DATASET CONTENT Start Marker
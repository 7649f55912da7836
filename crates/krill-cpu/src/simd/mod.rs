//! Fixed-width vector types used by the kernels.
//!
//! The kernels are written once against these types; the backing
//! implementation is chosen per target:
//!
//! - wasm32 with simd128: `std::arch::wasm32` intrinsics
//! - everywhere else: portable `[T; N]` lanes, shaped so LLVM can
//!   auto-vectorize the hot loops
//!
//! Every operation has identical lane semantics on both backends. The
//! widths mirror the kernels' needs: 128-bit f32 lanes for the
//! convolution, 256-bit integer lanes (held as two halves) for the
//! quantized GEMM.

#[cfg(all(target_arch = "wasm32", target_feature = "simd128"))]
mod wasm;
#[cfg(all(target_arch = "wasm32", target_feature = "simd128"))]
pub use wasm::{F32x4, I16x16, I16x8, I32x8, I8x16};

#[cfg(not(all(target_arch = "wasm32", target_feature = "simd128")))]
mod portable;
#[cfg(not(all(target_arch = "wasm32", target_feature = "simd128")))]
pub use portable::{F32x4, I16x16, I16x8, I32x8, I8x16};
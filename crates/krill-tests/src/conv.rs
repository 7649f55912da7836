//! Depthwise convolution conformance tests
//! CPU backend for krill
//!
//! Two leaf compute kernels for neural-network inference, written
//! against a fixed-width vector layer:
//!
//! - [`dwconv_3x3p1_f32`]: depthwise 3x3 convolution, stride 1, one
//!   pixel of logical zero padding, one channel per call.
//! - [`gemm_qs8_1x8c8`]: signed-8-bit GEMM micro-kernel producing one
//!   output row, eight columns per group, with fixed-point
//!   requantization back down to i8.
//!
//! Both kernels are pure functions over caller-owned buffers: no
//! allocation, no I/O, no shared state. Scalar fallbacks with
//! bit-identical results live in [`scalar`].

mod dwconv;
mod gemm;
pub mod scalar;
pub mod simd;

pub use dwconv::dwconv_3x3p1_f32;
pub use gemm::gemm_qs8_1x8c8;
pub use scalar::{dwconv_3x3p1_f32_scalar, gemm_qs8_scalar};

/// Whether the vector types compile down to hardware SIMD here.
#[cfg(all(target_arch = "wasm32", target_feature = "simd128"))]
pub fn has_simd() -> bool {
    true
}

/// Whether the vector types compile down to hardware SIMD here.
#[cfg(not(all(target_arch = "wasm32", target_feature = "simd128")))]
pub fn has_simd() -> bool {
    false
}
DATASET CONTENT End Marker
DATASET CONTENT Start Marker
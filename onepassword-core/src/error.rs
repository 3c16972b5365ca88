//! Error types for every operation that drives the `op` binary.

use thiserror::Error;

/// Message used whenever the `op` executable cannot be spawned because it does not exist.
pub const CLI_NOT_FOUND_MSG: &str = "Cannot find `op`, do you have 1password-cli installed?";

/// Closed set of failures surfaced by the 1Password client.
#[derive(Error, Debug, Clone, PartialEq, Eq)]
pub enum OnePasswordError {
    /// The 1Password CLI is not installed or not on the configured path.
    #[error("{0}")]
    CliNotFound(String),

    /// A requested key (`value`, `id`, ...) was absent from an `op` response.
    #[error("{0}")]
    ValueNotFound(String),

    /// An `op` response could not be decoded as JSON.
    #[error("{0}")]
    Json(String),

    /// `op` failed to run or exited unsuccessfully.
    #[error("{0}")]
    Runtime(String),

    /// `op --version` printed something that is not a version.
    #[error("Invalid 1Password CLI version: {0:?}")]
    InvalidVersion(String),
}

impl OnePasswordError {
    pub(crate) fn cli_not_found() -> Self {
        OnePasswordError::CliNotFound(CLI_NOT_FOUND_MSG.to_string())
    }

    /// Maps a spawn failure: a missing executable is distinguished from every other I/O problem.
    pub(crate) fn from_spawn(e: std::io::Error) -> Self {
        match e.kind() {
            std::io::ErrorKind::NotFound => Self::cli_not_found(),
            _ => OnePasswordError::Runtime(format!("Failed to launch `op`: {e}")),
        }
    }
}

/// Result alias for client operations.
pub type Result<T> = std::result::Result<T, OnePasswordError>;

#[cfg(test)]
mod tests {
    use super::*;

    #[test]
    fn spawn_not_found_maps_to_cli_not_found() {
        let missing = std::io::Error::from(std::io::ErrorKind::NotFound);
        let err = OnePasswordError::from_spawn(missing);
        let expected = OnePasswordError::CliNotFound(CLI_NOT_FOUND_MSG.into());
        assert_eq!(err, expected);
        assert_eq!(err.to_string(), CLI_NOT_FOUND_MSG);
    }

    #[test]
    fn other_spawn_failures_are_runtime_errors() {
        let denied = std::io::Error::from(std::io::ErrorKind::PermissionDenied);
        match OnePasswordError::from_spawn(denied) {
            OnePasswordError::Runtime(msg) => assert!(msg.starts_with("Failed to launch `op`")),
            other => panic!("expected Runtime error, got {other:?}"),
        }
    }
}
DATASET CONTENT End Marker
DATASET CONTENT Start Marker
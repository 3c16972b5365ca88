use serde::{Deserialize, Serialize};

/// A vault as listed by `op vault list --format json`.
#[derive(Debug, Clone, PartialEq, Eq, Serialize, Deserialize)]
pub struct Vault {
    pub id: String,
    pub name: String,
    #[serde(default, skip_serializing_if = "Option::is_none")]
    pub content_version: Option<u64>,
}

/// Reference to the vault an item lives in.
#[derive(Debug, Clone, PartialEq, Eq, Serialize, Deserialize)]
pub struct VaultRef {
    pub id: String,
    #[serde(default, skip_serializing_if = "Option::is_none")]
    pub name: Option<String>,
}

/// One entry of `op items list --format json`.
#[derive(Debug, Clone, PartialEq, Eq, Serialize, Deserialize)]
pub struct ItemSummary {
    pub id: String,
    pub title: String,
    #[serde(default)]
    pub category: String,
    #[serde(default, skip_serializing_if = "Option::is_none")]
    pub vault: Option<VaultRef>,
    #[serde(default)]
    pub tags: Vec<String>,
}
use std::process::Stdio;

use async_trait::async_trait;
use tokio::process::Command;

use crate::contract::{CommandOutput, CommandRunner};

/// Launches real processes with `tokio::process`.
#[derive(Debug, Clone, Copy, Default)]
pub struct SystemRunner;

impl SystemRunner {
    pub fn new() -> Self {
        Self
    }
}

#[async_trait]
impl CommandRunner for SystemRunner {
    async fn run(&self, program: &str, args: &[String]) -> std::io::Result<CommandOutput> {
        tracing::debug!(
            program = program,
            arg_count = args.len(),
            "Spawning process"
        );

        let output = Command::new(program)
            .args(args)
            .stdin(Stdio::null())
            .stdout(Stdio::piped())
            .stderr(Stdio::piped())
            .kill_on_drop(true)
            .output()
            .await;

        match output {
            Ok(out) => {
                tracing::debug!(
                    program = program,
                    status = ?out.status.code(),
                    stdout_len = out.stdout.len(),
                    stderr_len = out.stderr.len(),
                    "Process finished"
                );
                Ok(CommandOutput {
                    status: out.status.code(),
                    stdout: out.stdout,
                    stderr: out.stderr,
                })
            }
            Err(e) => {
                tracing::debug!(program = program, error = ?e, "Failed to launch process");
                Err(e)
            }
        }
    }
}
DATASET CONTENT End Marker
List each line of the records that holds the string "missing".

FINISHED EXERCISE -
    /// Maps a spawn failure: a missing executable is distinguished from every other I/O problem.
        let missing = std::io::Error::from(std::io::ErrorKind::NotFound);
        let err = OnePasswordError::from_spawn(missing);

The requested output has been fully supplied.